The present study extends our limited knowledge by demonstrating that in a middle-aged population significant impairment of myocardial perfusion due to the anomalous vessel in ACAOS per se is exceedingly rare and is much more likely attributable to concomitant CAD. Thus, hybrid imaging of CCTA/SPECT-MPI may offer a beneficial value for risk stratification of patients with either benign or malignant variants of ACAOS.

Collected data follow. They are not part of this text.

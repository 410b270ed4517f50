// Copyright 2020 The Jujutsu Authors
//
// Licensed under the Apache License, Version 2.0 (the "License");
// you may not use this file except in compliance with the License.
// You may obtain a copy of the License at
//
// https://www.apache.org/licenses/LICENSE-2.0
//
// Unless required by applicable law or agreed to in writing, software
// distributed under the License is distributed on an "AS IS" BASIS,
// WITHOUT WARRANTIES OR CONDITIONS OF ANY KIND, either express or implied.
// See the License for the specific language governing permissions and
// limitations under the License.

//! Mergeinfo: a map from source path to [`RangeList`], and the bit-exact
//! text format (spec §6) used to store it as a node property.

use std::collections::BTreeMap;
use std::fmt;

use crate::error::MergeinfoError;
use crate::path::SourcePath;
use crate::rangelist::RangeList;

/// `source-path -> rangelist`. Iteration order is the path's `Ord`, which is
/// also the canonical serialization order.
#[derive(Clone, PartialEq, Eq, Default, Debug)]
pub struct Mergeinfo(BTreeMap<SourcePath, RangeList>);

impl Mergeinfo {
    pub fn empty() -> Self {
        Mergeinfo(BTreeMap::new())
    }

    pub fn is_empty(&self) -> bool {
        self.0.is_empty()
    }

    pub fn get(&self, path: &SourcePath) -> Option<&RangeList> {
        self.0.get(path)
    }

    pub fn set(&mut self, path: SourcePath, ranges: RangeList) {
        self.0.insert(path, ranges);
    }

    pub fn remove_path(&mut self, path: &SourcePath) -> Option<RangeList> {
        self.0.remove(path)
    }

    pub fn iter(&self) -> impl Iterator<Item = (&SourcePath, &RangeList)> {
        self.0.iter()
    }

    pub fn paths(&self) -> impl Iterator<Item = &SourcePath> {
        self.0.keys()
    }

    /// Parses `path ":" rangelist` lines. A path followed by `:` and nothing
    /// else is the canonical encoding of "explicitly empty mergeinfo here",
    /// not a parse error.
    pub fn parse(text: &str) -> Result<Self, MergeinfoError> {
        let mut map = BTreeMap::new();
        for line in text.lines() {
            let line = line.trim();
            if line.is_empty() {
                continue;
            }
            let (path, rangelist) =
                line.split_once(':').ok_or_else(|| MergeinfoError::MissingColon(line.to_owned()))?;
            let path = SourcePath::parse(path).ok_or(MergeinfoError::EmptyPath)?;
            let ranges = RangeList::parse(rangelist)?;
            map.insert(path, ranges);
        }
        Ok(Mergeinfo(map))
    }

    /// Deep copy. `Mergeinfo` is already immutable-value-like, so this is
    /// just `clone`; kept as a named operation to mirror the source
    /// vocabulary used by callers that reason about "dup then mutate".
    pub fn dup(&self) -> Self {
        self.clone()
    }

    /// For each path in either map, the rangelist diff in both directions;
    /// paths unique to one side produce a single-sided entry.
    pub fn diff(&self, to: &Mergeinfo, consider_inheritance: bool) -> (Mergeinfo, Mergeinfo) {
        let mut deleted = Mergeinfo::empty();
        let mut added = Mergeinfo::empty();
        for path in self.0.keys().chain(to.0.keys()).collect::<std::collections::BTreeSet<_>>() {
            let from_ranges = self.0.get(path).cloned().unwrap_or_else(RangeList::empty);
            let to_ranges = to.0.get(path).cloned().unwrap_or_else(RangeList::empty);
            let removed = from_ranges.difference(&to_ranges, consider_inheritance);
            let gained = to_ranges.difference(&from_ranges, consider_inheritance);
            if !removed.is_empty() {
                deleted.set(path.clone(), removed);
            }
            if !gained.is_empty() {
                added.set(path.clone(), gained);
            }
        }
        (deleted, added)
    }

    /// In-place pathwise union: `self |= src`.
    pub fn merge(&mut self, src: &Mergeinfo) {
        for (path, ranges) in &src.0 {
            let merged = match self.0.get(path) {
                Some(existing) => existing.union(ranges),
                None => ranges.clone(),
            };
            self.0.insert(path.clone(), merged);
        }
    }

    /// Pathwise difference: `self - eraser`.
    pub fn remove(&self, eraser: &Mergeinfo) -> Mergeinfo {
        let mut out = BTreeMap::new();
        for (path, ranges) in &self.0 {
            let remaining = match eraser.0.get(path) {
                Some(erased) => ranges.difference(erased, true),
                None => ranges.clone(),
            };
            if !remaining.is_empty() {
                out.insert(path.clone(), remaining);
            }
        }
        Mergeinfo(out)
    }

    /// Pathwise intersection; paths absent from either side contribute
    /// nothing.
    pub fn intersect(&self, other: &Mergeinfo) -> Mergeinfo {
        let mut out = BTreeMap::new();
        for (path, ranges) in &self.0 {
            if let Some(other_ranges) = other.0.get(path) {
                let intersected = ranges.intersection(other_ranges);
                if !intersected.is_empty() {
                    out.insert(path.clone(), intersected);
                }
            }
        }
        Mergeinfo(out)
    }

    /// Keeps only inheritable ranges, for every path or only `focus_path`.
    pub fn inheritable(&self, focus_path: Option<&SourcePath>, window: Option<(i64, i64)>) -> Mergeinfo {
        let mut out = BTreeMap::new();
        for (path, ranges) in &self.0 {
            if focus_path.is_some_and(|focus| focus != path) {
                out.insert(path.clone(), ranges.clone());
                continue;
            }
            let filtered = ranges.inheritable(window);
            if !filtered.is_empty() {
                out.insert(path.clone(), filtered);
            }
        }
        Mergeinfo(out)
    }

    /// True iff `diff(self, other, consider_inheritance)` is empty both
    /// ways.
    pub fn equals(&self, other: &Mergeinfo, consider_inheritance: bool) -> bool {
        let (deleted, added) = self.diff(other, consider_inheritance);
        deleted.is_empty() && added.is_empty()
    }

    /// Prepends `prefix` onto every source-path key, used when returning
    /// inherited mergeinfo from an ancestor (spec §4.5 step 4).
    pub fn prepend_paths(&self, prefix: &crate::path::RepoPath) -> Mergeinfo {
        let mut out = BTreeMap::new();
        for (path, ranges) in &self.0 {
            out.insert(path.prepend(prefix), ranges.clone());
        }
        Mergeinfo(out)
    }
}

impl fmt::Display for Mergeinfo {
    fn fmt(&self, f: &mut fmt::Formatter<'_>) -> fmt::Result {
        let mut first = true;
        for (path, ranges) in &self.0 {
            if !first {
                writeln!(f)?;
            }
            first = false;
            write!(f, "{path}:{ranges}")?;
        }
        Ok(())
    }
}

#[cfg(test)]
mod tests {
    use pretty_assertions::assert_eq;

    use super::*;

    fn mi(text: &str) -> Mergeinfo {
        Mergeinfo::parse(text).unwrap()
    }

    #[test]
    fn parse_round_trip_scenario_1() {
        let parsed = mi("/trunk:1,3-4*,5\n/branches/b:7");
        assert_eq!(parsed.paths().count(), 2);
        assert_eq!(parsed.to_string(), "/branches/b:7\n/trunk:1,3-4*,5");
    }

    #[test]
    fn explicit_empty_path_is_not_an_error() {
        let parsed = mi("/trunk:");
        assert!(parsed.get(&SourcePath::parse("/trunk").unwrap()).unwrap().is_empty());
    }

    #[test]
    fn missing_colon_is_an_error() {
        assert!(Mergeinfo::parse("/trunk").is_err());
    }

    #[test]
    fn merge_is_pathwise_union() {
        let mut dst = mi("/A:1,3-4");
        let src = mi("/A:1,3,4*,5\n/B:1-2");
        dst.merge(&src);
        assert_eq!(dst.get(&SourcePath::parse("/A").unwrap()).unwrap().to_string(), "1,3-5");
        assert_eq!(dst.get(&SourcePath::parse("/B").unwrap()).unwrap().to_string(), "1-2");
    }

    #[test]
    fn remove_is_pathwise_difference() {
        let whiteboard = mi("/A:1-10");
        let eraser = mi("/A:3-5");
        let result = whiteboard.remove(&eraser);
        assert_eq!(result.get(&SourcePath::parse("/A").unwrap()).unwrap().to_string(), "1-2,6-10");
    }

    #[test]
    fn equals_matches_diff() {
        let a = mi("/A:1-10");
        let b = mi("/A:1-10");
        assert!(a.equals(&b, true));
        let c = mi("/A:1-9");
        assert!(!a.equals(&c, true));
    }

    #[test]
    fn prepend_paths_for_inheritance() {
        let ancestor = mi("/trunk:1-5");
        let inherited = ancestor.prepend_paths(&crate::path::RepoPath::from_internal_string("sub"));
        assert_eq!(inherited.to_string(), "/trunk/sub:1-5");
    }

    #[test]
    fn intersect_drops_paths_absent_from_either_side() {
        let a = mi("/A:1-10\n/B:1-5");
        let b = mi("/A:5-15");
        let result = a.intersect(&b);
        assert_eq!(result.paths().count(), 1);
        assert_eq!(result.get(&SourcePath::parse("/A").unwrap()).unwrap().to_string(), "5-9");
    }
}
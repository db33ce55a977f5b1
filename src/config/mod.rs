// src/config/mod.rs
//! Service configuration: defaults, then an optional TOML file, then environment overrides.

pub mod classifier;
pub mod news;

use anyhow::{anyhow, Context, Result};
use serde::Deserialize;
use std::fs;
use std::path::{Path, PathBuf};

pub use classifier::{ClassifierConfig, ClassifierMode};
pub use news::NewsApiConfig;

pub const ENV_CONFIG_PATH: &str = "APP_CONFIG_PATH";
pub const DEFAULT_CONFIG_PATH: &str = "config/app.toml";

#[derive(Debug, Clone, Default, Deserialize)]
#[serde(default)]
pub struct AppConfig {
    pub news: NewsApiConfig,
    pub classifier: ClassifierConfig,
}

impl AppConfig {
    /// Parse a TOML document. Missing sections and keys fall back to defaults.
    pub fn from_toml_str(s: &str) -> Result<Self> {
        let cfg: AppConfig = toml::from_str(s).context("parsing app config toml")?;
        Ok(cfg)
    }

    pub fn load_from_file(path: &Path) -> Result<Self> {
        let content = fs::read_to_string(path)
            .with_context(|| format!("reading app config from {}", path.display()))?;
        Self::from_toml_str(&content)
    }

    /// Load using env var + fallbacks, then apply environment overrides:
    /// 1) $APP_CONFIG_PATH (must exist)
    /// 2) config/app.toml if present
    /// 3) built-in defaults
    pub fn load() -> Result<Self> {
        let mut cfg = if let Ok(p) = std::env::var(ENV_CONFIG_PATH) {
            let pb = PathBuf::from(p);
            if !pb.exists() {
                return Err(anyhow!("{ENV_CONFIG_PATH} points to non-existent path"));
            }
            Self::load_from_file(&pb)?
        } else {
            let default_p = PathBuf::from(DEFAULT_CONFIG_PATH);
            if default_p.exists() {
                Self::load_from_file(&default_p)?
            } else {
                Self::default()
            }
        };
        cfg.apply_env(|k| std::env::var(k).ok());
        Ok(cfg)
    }

    /// Overlay values from an environment lookup. Blank values are ignored.
    pub fn apply_env<F>(&mut self, lookup: F)
    where
        F: Fn(&str) -> Option<String>,
    {
        let get = |k: &str| lookup(k).map(|v| v.trim().to_string()).filter(|v| !v.is_empty());
        self.news.apply_env(&get);
        self.classifier.apply_env(&get);
    }
}
//! News Topic Classifier: binary entrypoint.
//! Boots the Axum HTTP server, wiring routes, shared state, and metrics.

use news_topic_classifier::{api, config::AppConfig, logging, metrics::Metrics, AppState};
use shuttle_axum::ShuttleAxum;

#[shuttle_runtime::main]
async fn axum() -> ShuttleAxum {
    // Load .env in local/dev; no-op in prod environments.
    let _ = dotenvy::dotenv();

    logging::init_tracing();

    let cfg = AppConfig::load()?;
    let state = AppState::from_config(&cfg)?;
    let metrics = Metrics::install()?;

    let router = api::router(state).merge(metrics.router());
    tracing::info!("news topic classifier ready");

    Ok(router.into())
}
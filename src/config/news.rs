// src/config/news.rs
use serde::Deserialize;
use std::path::PathBuf;

pub const DEFAULT_NEWS_API_URL: &str = "https://newsapi.org/v2/top-headlines";

fn default_endpoint() -> String {
    DEFAULT_NEWS_API_URL.to_string()
}
fn default_timeout_secs() -> u64 {
    10
}

#[derive(Debug, Clone, Deserialize)]
pub struct NewsApiConfig {
    #[serde(default = "default_endpoint")]
    pub endpoint: String,
    /// Usually supplied through `NEWS_API_KEY` rather than the file.
    #[serde(default)]
    pub api_key: Option<String>,
    #[serde(default = "default_timeout_secs")]
    pub timeout_secs: u64,
    /// Serve a canned top-headlines payload instead of calling the provider.
    #[serde(default)]
    pub fixture_path: Option<PathBuf>,
}

impl Default for NewsApiConfig {
    fn default() -> Self {
        Self {
            endpoint: default_endpoint(),
            api_key: None,
            timeout_secs: default_timeout_secs(),
            fixture_path: None,
        }
    }
}

impl NewsApiConfig {
    pub(crate) fn apply_env(&mut self, get: &dyn Fn(&str) -> Option<String>) {
        if let Some(v) = get("NEWS_API_URL") {
            self.endpoint = v;
        }
        if let Some(v) = get("NEWS_API_KEY") {
            self.api_key = Some(v);
        }
        if let Some(v) = get("NEWS_FIXTURE_PATH") {
            self.fixture_path = Some(PathBuf::from(v));
        }
        if let Some(v) = get("NEWS_API_TIMEOUT_SECS").and_then(|s| s.parse::<u64>().ok()) {
            self.timeout_secs = v.max(1);
        }
        // An empty key in the file counts as absent.
        if self.api_key.as_deref().is_some_and(|k| k.trim().is_empty()) {
            self.api_key = None;
        }
    }
}
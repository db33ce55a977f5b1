// src/classify/labels.rs
//! Candidate topics and sentinel values.

/// Topics offered to the zero-shot model, in the order they are sent.
pub const CANDIDATE_LABELS: [&str; 9] = [
    "Technology & Computing",
    "Business & Finance",
    "Politics & Government",
    "Sports & Athletics",
    "Entertainment & Celebrities",
    "Science & Research",
    "Health & Medicine",
    "Environment & Climate",
    "Education & Schools",
];

/// Returned for invalid input and, at the adapter boundary, for model failures.
pub const FALLBACK_TOPIC: &str = "General News";

/// Marks a headline whose classification failed inside a batch.
pub const ERROR_TOPIC: &str = "Classification Error";

/// True for any value a result's `topic` may legally hold.
pub fn is_known_topic(topic: &str) -> bool {
    topic == FALLBACK_TOPIC || topic == ERROR_TOPIC || CANDIDATE_LABELS.iter().any(|l| *l == topic)
}

#[cfg(test)]
mod tests {
    use super::*;

    #[test]
    fn sentinels_are_not_candidates() {
        assert!(!CANDIDATE_LABELS.contains(&FALLBACK_TOPIC));
        assert!(!CANDIDATE_LABELS.contains(&ERROR_TOPIC));
        assert!(is_known_topic(FALLBACK_TOPIC));
        assert!(is_known_topic("Health & Medicine"));
        assert!(!is_known_topic("Health"));
    }
}
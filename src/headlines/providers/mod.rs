// src/headlines/providers/mod.rs
pub mod fixture;
pub mod newsapi;

pub use fixture::FixtureSource;
pub use newsapi::{parse_top_headlines, NewsApiSource};
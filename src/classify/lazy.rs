// src/classify/lazy.rs
use anyhow::Result;
use tokio::sync::OnceCell;
use tracing::info;

use crate::classify::model::DynModel;

type Factory = Box<dyn Fn() -> Result<DynModel> + Send + Sync>;

/// Model handle built on first use and reused for the life of the process.
///
/// Concurrent first callers wait on the same initialization. A failed build is not
/// stored, so the next call tries again.
pub struct LazyModel {
    cell: OnceCell<DynModel>,
    factory: Factory,
}

impl LazyModel {
    pub fn new<F>(factory: F) -> Self
    where
        F: Fn() -> Result<DynModel> + Send + Sync + 'static,
    {
        Self {
            cell: OnceCell::new(),
            factory: Box::new(factory),
        }
    }

    /// Already-initialized handle.
    pub fn ready(model: DynModel) -> Self {
        let again = model.clone();
        Self {
            cell: OnceCell::new_with(Some(model)),
            factory: Box::new(move || Ok(again.clone())),
        }
    }

    pub async fn get(&self) -> Result<&DynModel> {
        self.cell
            .get_or_try_init(|| async {
                let model = (self.factory)()?;
                info!(model = model.name(), "initialized zero-shot model");
                Ok::<_, anyhow::Error>(model)
            })
            .await
    }

    pub fn is_initialized(&self) -> bool {
        self.cell.initialized()
    }
}
// src/pipeline.rs
//! Aggregation pipeline: classify a batch of headlines, keeping input order and
//! folding per-item failures into the result instead of aborting.

use futures::stream::{self, StreamExt};
use serde::Serialize;
use tracing::{info, warn};

use crate::classify::{Classification, ClassificationResult, TopicClassifier};
use crate::headlines::{HeadlineRecord, MAX_HEADLINE_CHARS};
use crate::logging::anon_hash;

#[derive(Debug, Clone, PartialEq, Serialize)]
pub struct ClassifiedHeadline {
    pub headline: String,
    pub url: Option<String>,
    pub source: Option<String>,
    pub topic: String,
    pub confidence: f64,
    pub success: bool,
    #[serde(skip_serializing_if = "Option::is_none")]
    pub error: Option<String>,
}

impl ClassifiedHeadline {
    fn new(rec: HeadlineRecord, res: ClassificationResult, error: Option<String>) -> Self {
        Self {
            headline: rec.headline,
            url: rec.url,
            source: rec.source,
            topic: res.topic,
            confidence: res.confidence,
            success: error.is_none(),
            error,
        }
    }
}

#[derive(Debug, Clone, PartialEq, Serialize)]
pub struct AggregatedResponse {
    pub count: usize,
    pub successful: usize,
    pub results: Vec<ClassifiedHeadline>,
}

impl AggregatedResponse {
    pub fn from_results(results: Vec<ClassifiedHeadline>) -> Self {
        Self {
            count: results.len(),
            successful: results.iter().filter(|r| r.success).count(),
            results,
        }
    }
}

/// Text actually sent to the model: trimmed and capped.
pub fn prepare_headline(s: &str) -> String {
    s.trim().chars().take(MAX_HEADLINE_CHARS).collect()
}

/// Classify every headline exactly once. At most `concurrency` calls are in flight;
/// output order always matches input order.
pub async fn classify_headlines(
    classifier: &TopicClassifier,
    headlines: Vec<HeadlineRecord>,
    concurrency: usize,
) -> AggregatedResponse {
    let total = headlines.len();
    let results: Vec<ClassifiedHeadline> = stream::iter(headlines.into_iter().enumerate())
        .map(|(i, rec)| async move {
            let text = prepare_headline(&rec.headline);
            match classifier.classify(&text).await {
                Classification::Labeled(res) | Classification::Fallback(res) => {
                    info!(index = i + 1, total, id = %anon_hash(&text), topic = %res.topic, "processed headline");
                    ClassifiedHeadline::new(rec, res, None)
                }
                Classification::Failed { error } => {
                    warn!(index = i + 1, total, id = %anon_hash(&text), error = %error, "failed to classify headline");
                    ClassifiedHeadline::new(rec, ClassificationResult::error(), Some(error))
                }
            }
        })
        .buffered(concurrency.max(1))
        .collect()
        .await;

    AggregatedResponse::from_results(results)
}
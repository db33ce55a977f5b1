use anyhow::Context;
use axum::{routing::get, Router};
use metrics::{describe_counter, describe_histogram};
use metrics_exporter_prometheus::{PrometheusBuilder, PrometheusHandle};

pub struct Metrics {
    pub handle: PrometheusHandle,
}

impl Metrics {
    /// Install the Prometheus recorder. Only one recorder may exist per process.
    pub fn install() -> anyhow::Result<Self> {
        let handle = PrometheusBuilder::new()
            .install_recorder()
            .context("prometheus: install recorder")?;
        describe();
        Ok(Self { handle })
    }

    /// Returns a router exposing `/metrics` with the Prometheus exposition format.
    pub fn router(&self) -> Router {
        let handle = self.handle.clone();
        Router::new().route(
            "/metrics",
            get(move || {
                let h = handle.clone();
                async move { h.render() }
            }),
        )
    }
}

fn describe() {
    describe_counter!("news_requests_total", "News fetch-and-classify requests.");
    describe_counter!("headlines_fetched_total", "Headlines returned by the source.");
    describe_counter!(
        "headline_source_errors_total",
        "Headline source failures (network, status, payload, missing key)."
    );
    describe_counter!(
        "classifications_total",
        "Classifier calls by outcome (labeled, fallback, failed)."
    );
    describe_histogram!("classify_duration_ms", "Classifier call time in milliseconds.");
}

Whether coronary anomalies may constitute a co-factor promoting the incurrence of coronary insufficiency in case of concomitant coronary atherosclerosis remains yet to be elucidated.

Limitations

It may be perceived as a limitation that we retrospectively included patients referred for hybrid CCTA/SPECT-MPI as this may have led to a possible selection bias toward inclusion of patients with a higher prevalence of CAD. However, it has to be mentioned that 22% of the patients showed no calcifications. Older patients (over 30 years old) as represented in our population tend to have a decreased incidence of anomalous vessel-related sudden cardiac deaths and therefore possibly less anomalous vessel-related myocardial ischemia in SPECT-MPI.38 Hence, extrapolation of our results for younger patients has to be made with caution.

New Knowledge Gained

The present study shows the value of hybrid CCTA/SPECT-MPI in patients with ACAOS and possible concomitant CAD.

Conclusion

Hybrid CCTA/SPECT-MPI represents a valuable non-invasive tool to discriminate the impact of ACAOS from concomitant CAD on myocardial ischemia. The results of this study suggest that in a middle-aged population impairment of myocardial perfusion due to ACAOS per se may be exceedingly rare and is much more likely attributable to concomitant CAD.